Let’s lay out the different aspects of integration between the various pieces, shall we?

  1. Each part of the system should be able to run completely independently from the other pieces.
  2. There are offline methods for communications (literally a guy walking down to the block with a piece of paper) that can be a backup communication plane but can also by pass the system entirely (a warrant being served directly to the block’s officers).
  3. There are two distinct options for communication: Commands (release this inmate, ensure inmate is ready to go to court at date) and notifications (inmates count, status, etc)
  4. We trust, but verify, each piece of information that we receive.

The first point seems like a pretty standard requirement, but in combination of the second point, we get into a particularly interesting issue. We may have the same information entered into the system by multiple parties at different times.

For example, a warrant to release an inmate might be served directly to the block’s officer. The release is processed, and then the warrant arrives to the Registration office, which will also enter it. At some later time, this data is merged and we need to ensure that it make sense to the people reading it.

The offline communication plane is also a very important design considerations for a system that reflects the real world. It means that we don’t have to provide too complex an infrastructure for surviving production. In fact, given the fact that a prison is going to hardly have a top notch technical operations team (they might have a top notch operations team, but they refer to something quite different), we don’t want to build something that rely on good communications.

To make sense of such a system, we need to define data ownership and data flow between the various systems. Because this is a really complex system, we’ll take a few example and analyze them properly.

  • The legal status of an inmate.
  • The location of an inmate.

What is the meaning of legal status? It means under what warrant it is in the prison (held until trial, 48 hours hold, got a final judgement). At its simplest, it is what date should this person be released. But in practical terms, this can be much more complex and may have conditions on where this inmate can be held, what they can do, etc.

Everything about the legal status of an inmate is the responsibility of the Registration Office. Any movements of inmates into or out of the prison must go through the Registration Office. Actually, this isn’t quite true. Any movement of an inmate from the responsibility of the prison must go through the Registration Office. But the physical location of the inmate is the responsibility of the block into which the inmate was assigned.

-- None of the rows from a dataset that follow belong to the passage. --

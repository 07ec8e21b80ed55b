use anyhow::bail;
use bytes::{Buf, BufMut, BytesMut};

use crate::report::Severity;

/// Whether a payload length precedes the payload on the wire
#[derive(Debug, Copy, Clone, Eq, PartialEq)]
pub enum WireVariant {
    Plain,
    LengthPrefixed,
}

/// The fixed size header preceding every report payload. All numbers are in network byte order.
///
/// ```ascii
///  0: packet type (u8) - the report kind, or ACK for acknowledgments
///  1: qos flags (u8)
///     * bit 0: acknowledgment requested
///     * bit 1: high priority
///  2: sequence number (u32)
///  6: send timestamp, seconds since epoch (u32)
/// 10: vendor id (u32)
/// 14: channel id (u32)
/// 18: payload length (u16) - only for [WireVariant::LengthPrefixed]
/// *:  payload
/// ```
///
/// An acknowledgment is a bare header with packet type [ReportHeader::PACKET_TYPE_ACK], carrying
///  the acknowledged sequence number.
#[derive(Debug, Clone, Copy, Eq, PartialEq)]
pub struct ReportHeader {
    pub packet_type: u8,
    pub qos: u8,
    pub sequence: u32,
    pub sent_timestamp_secs: u32,
    pub vendor_id: u32,
    pub channel_id: u32,
}

impl ReportHeader {
    pub const SERIALIZED_LEN: usize = 2 + 4 * size_of::<u32>();

    pub const PACKET_TYPE_ACK: u8 = 0x80;

    pub const QOS_ACK_REQUESTED: u8 = 0x01;
    pub const QOS_HIGH_PRIORITY: u8 = 0x02;

    pub fn qos_for(severity: Severity, ack_requested: bool) -> u8 {
        let mut qos = 0;
        if ack_requested {
            qos |= Self::QOS_ACK_REQUESTED;
        }
        if severity > Severity::Normal {
            qos |= Self::QOS_HIGH_PRIORITY;
        }
        qos
    }

    pub fn ack(sequence: u32) -> ReportHeader {
        ReportHeader {
            packet_type: Self::PACKET_TYPE_ACK,
            qos: 0,
            sequence,
            sent_timestamp_secs: 0,
            vendor_id: 0,
            channel_id: 0,
        }
    }

    pub fn is_ack(&self) -> bool {
        self.packet_type == Self::PACKET_TYPE_ACK
    }

    pub fn ser(&self, buf: &mut impl BufMut) {
        buf.put_u8(self.packet_type);
        buf.put_u8(self.qos);
        buf.put_u32(self.sequence);
        buf.put_u32(self.sent_timestamp_secs);
        buf.put_u32(self.vendor_id);
        buf.put_u32(self.channel_id);
    }

    pub fn deser(buf: &mut impl Buf) -> anyhow::Result<ReportHeader> {
        Ok(ReportHeader {
            packet_type: buf.try_get_u8()?,
            qos: buf.try_get_u8()?,
            sequence: buf.try_get_u32()?,
            sent_timestamp_secs: buf.try_get_u32()?,
            vendor_id: buf.try_get_u32()?,
            channel_id: buf.try_get_u32()?,
        })
    }

    /// Frames a payload for sending: header, optional length prefix, payload
    pub fn frame(&self, wire_variant: WireVariant, payload: &[u8]) -> anyhow::Result<BytesMut> {
        let mut buf = BytesMut::with_capacity(Self::SERIALIZED_LEN + 2 + payload.len());
        self.ser(&mut buf);
        if wire_variant == WireVariant::LengthPrefixed {
            let len: u16 = match payload.len().try_into() {
                Ok(len) => len,
                Err(_) => bail!("payload of {} bytes exceeds the length prefix range", payload.len()),
            };
            buf.put_u16(len);
        }
        buf.put_slice(payload);
        Ok(buf)
    }

    /// The inverse of [ReportHeader::frame], returning the header and the payload
    pub fn unframe(mut buf: &[u8], wire_variant: WireVariant) -> anyhow::Result<(ReportHeader, &[u8])> {
        let header = Self::deser(&mut buf)?;
        if wire_variant == WireVariant::LengthPrefixed {
            let len = buf.try_get_u16()? as usize;
            if len != buf.len() {
                bail!("payload length prefix {} does not match actual payload length {}", len, buf.len());
            }
        }
        Ok((header, buf))
    }
}
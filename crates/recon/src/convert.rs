//! Type converter: raw CSV strings to typed values, per the schema's type map.
//!
//! Each rule returns `Result<_, Failure>`. A failed value becomes null in the
//! typed row and is logged as a conversion diagnostic; the batch always runs
//! to the end. Only schema inconsistencies (a field without a type, an enum
//! field without legal values) stop conversion, as a [`HipsError`].

use std::collections::{BTreeMap, BTreeSet};
use std::fmt;

use crate::diagnostics::{DiagnosticPath, Diagnostics};
use crate::error::HipsError;
use crate::model::{Dataset, RawRow, Row, TypedRow, Value};
use crate::schema::{Schema, TypeTag};

/// Why a single value could not be converted.
#[derive(Debug, Clone, Copy, PartialEq, Eq)]
pub enum Failure {
    /// The cell was missing from the row.
    Absent,
    /// Not a number (or not a number of the expected shape).
    Invalid,
    /// A float literal with a fractional part where an integer was expected.
    NotIntegral,
    /// NaN or infinite where an integer was expected.
    NotFinite,
    /// Outside the signed 64-bit range.
    OutOfRange,
    /// Not one of the field's legal enum values.
    NotInEnum,
}

impl fmt::Display for Failure {
    fn fmt(&self, f: &mut fmt::Formatter<'_>) -> fmt::Result {
        match self {
            Self::Absent => write!(f, "absent"),
            Self::Invalid => write!(f, "invalid"),
            Self::NotIntegral => write!(f, "not integral"),
            Self::NotFinite => write!(f, "not finite"),
            Self::OutOfRange => write!(f, "out of range"),
            Self::NotInEnum => write!(f, "not a legal value"),
        }
    }
}

// 2^63 as f64; every f64 in [-2^63, 2^63) fits in i64.
const I64_BOUND: f64 = 9_223_372_036_854_775_808.0;

// ---------------------------------------------------------------------------
// Single-value rules
// ---------------------------------------------------------------------------

/// Base-10 integer literal, surrounding whitespace allowed.
pub fn convert_int(raw: &str) -> Result<i64, Failure> {
    let trimmed = raw.trim();
    match trimmed.parse::<i64>() {
        Ok(v) => Ok(v),
        Err(_) => {
            // Digits only but too long for i64
            let digits = trimmed.strip_prefix(|c: char| c == '+' || c == '-').unwrap_or(trimmed);
            if !digits.is_empty() && digits.bytes().all(|b| b.is_ascii_digit()) {
                Err(Failure::OutOfRange)
            } else {
                Err(Failure::Invalid)
            }
        }
    }
}

/// An integral quantity written as a float literal ("12.0", "1e3").
pub fn convert_intfloat(raw: &str) -> Result<i64, Failure> {
    let x: f64 = raw.trim().parse().map_err(|_| Failure::Invalid)?;
    if !x.is_finite() {
        return Err(Failure::NotFinite);
    }
    if x.fract() != 0.0 {
        return Err(Failure::NotIntegral);
    }
    if !(-I64_BOUND..I64_BOUND).contains(&x) {
        return Err(Failure::OutOfRange);
    }
    Ok(x as i64)
}

/// Floating point. The empty string is a legitimate "no value" (`Ok(None)`).
/// NaN and infinities are accepted.
pub fn convert_float(raw: &str) -> Result<Option<f64>, Failure> {
    if raw.is_empty() {
        return Ok(None);
    }
    raw.trim().parse::<f64>().map(Some).map_err(|_| Failure::Invalid)
}

pub fn convert_enum(raw: &str, legal: &BTreeSet<String>) -> Result<String, Failure> {
    if legal.contains(raw) {
        Ok(raw.to_string())
    } else {
        Err(Failure::NotInEnum)
    }
}

// ---------------------------------------------------------------------------
// Integrality observations
// ---------------------------------------------------------------------------

#[derive(Debug, Clone, Copy, Default, PartialEq, Eq)]
pub struct FieldObservation {
    /// Finite values seen.
    pub finite: usize,
    /// Finite values with a fractional part.
    pub fractional: usize,
}

/// Per-field record of the finite values seen in float-tagged fields of one file.
#[derive(Debug, Clone, Default, PartialEq, Eq)]
pub struct FloatObservations {
    fields: BTreeMap<String, FieldObservation>,
}

impl FloatObservations {
    pub fn new() -> Self {
        Self::default()
    }

    pub fn observe(&mut self, field: &str, x: f64) {
        if !x.is_finite() {
            return;
        }
        let entry = self.fields.entry(field.to_string()).or_default();
        entry.finite += 1;
        if x.fract() != 0.0 {
            entry.fractional += 1;
        }
    }

    pub fn get(&self, field: &str) -> Option<FieldObservation> {
        self.fields.get(field).copied()
    }

    pub fn iter(&self) -> impl Iterator<Item = (&str, FieldObservation)> {
        self.fields.iter().map(|(k, v)| (k.as_str(), *v))
    }
}

// ---------------------------------------------------------------------------
// Row conversion
// ---------------------------------------------------------------------------

fn describe(raw: &str, tag: TypeTag, failure: Failure) -> String {
    match failure {
        Failure::Absent => format!("Missing {tag} value"),
        Failure::Invalid => format!("Invalid {tag} value: {raw}"),
        Failure::NotIntegral | Failure::NotFinite => format!("Value {raw} is not a valid intfloat"),
        Failure::OutOfRange => format!("Value {raw} is out of range for {tag}"),
        Failure::NotInEnum => format!("Invalid enum value '{raw}'"),
    }
}

fn convert_cell(
    raw: &str,
    field: &str,
    tag: TypeTag,
    legal: Option<&BTreeSet<String>>,
    observations: &mut FloatObservations,
) -> Result<Option<Value>, Failure> {
    match tag {
        TypeTag::Int => convert_int(raw).map(|v| Some(Value::Int(v))),
        TypeTag::IntFloat => convert_intfloat(raw).map(|v| Some(Value::Int(v))),
        TypeTag::Float => {
            let value = convert_float(raw)?;
            if let Some(x) = value {
                observations.observe(field, x);
            }
            Ok(value.map(Value::Float))
        }
        TypeTag::String => Ok(Some(Value::Text(raw.to_string()))),
        TypeTag::Enum => {
            let legal = legal.ok_or(Failure::NotInEnum)?;
            convert_enum(raw, legal).map(|v| Some(Value::Text(v)))
        }
    }
}

/// Convert every field of every row using `dataset`'s type map.
///
/// Float observations for the integrality lint are added to `observations`.
pub fn convert_rows(
    rows: Vec<RawRow>,
    dataset: Dataset,
    schema: &Schema,
    diags: &mut Diagnostics,
    path: &DiagnosticPath,
    observations: &mut FloatObservations,
) -> Result<Vec<TypedRow>, HipsError> {
    let types = schema.types(dataset);
    let path = path.with_dataset(dataset);
    let mut typed_rows = Vec::with_capacity(rows.len());

    for row in rows {
        let mut typed = Row::new(row.record);
        for (field, raw) in row.fields {
            let tag = types.tag(&field).ok_or_else(|| HipsError::UntypedField {
                dataset,
                field: field.clone(),
            })?;
            let legal = types.legal_values(&field);
            if tag == TypeTag::Enum && legal.is_none() {
                return Err(HipsError::UnregisteredEnum { dataset, field });
            }

            let converted = match raw.as_deref() {
                Some(raw) => convert_cell(raw, &field, tag, legal, observations)
                    .map_err(|failure| describe(raw, tag, failure)),
                None if tag == TypeTag::String => Ok(None),
                None => Err(describe("", tag, Failure::Absent)),
            };

            let value = match converted {
                Ok(value) => value,
                Err(message) => {
                    diags.conversion(
                        &path.with_field(&field),
                        format!("{message} (field '{field}', record {})", row.record),
                    );
                    None
                }
            };
            typed.fields.insert(field, value);
        }
        typed_rows.push(typed);
    }

    Ok(typed_rows)
}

A good example of this would be an inmate that has been hospitalized. They are not physically inside the prison, but the prison is still responsible for them. The Registration Office doesn’t usually care for such details (but sometimes they do, for example, if the inmate has a court date that they’ll miss, they need to notify the court) because there isn’t a change in who is in charge of the inmate.

This is complex, but this is also the real world, and we need to manage this complexity. So, let’s define the ownership rules and data flow behavior:

  • Legal Status is owned by Registration Office and is being disseminated from there to all interested parties.
  • The location of an inmate and its current physical status are owned by the blocked it is assigned to and disseminated from there to all interested parties.
  • The assignment of an inmate to a particular block is also interesting. This piece of information is owned by the Registration Office, but it is not their (sole) decision. This may take a bit of explaining.

The block an inmate is assigned to is determined by a bunch of stuff. What is the legal status of the inmate, what is the previous / expected behavior of this inmate, whatever the inmate needs to be isolated from / together with certain people, information / recommendation from the intelligence office, court decisions, the free space available on each block, the inmate medical status and many other details that are not quite important.

The Registration Office will usually make the initial placement of where an inmate is going to go, but this is not their decision, there is a workflow involved that has input from way too many parties. The official decision is at the hands of the prison commander, but recording this decision (and the data ownership of it) is at the hands of the Registration Office.

Okay, enough domain knowledge, let’s talk about the technical details, shall we? I’m sorry that I have to do such an info dump, and I’m trying to contain it to relevant pieces, but if I don’t include the semantics of what we are doing, it will make very little sense or be extremely artificial.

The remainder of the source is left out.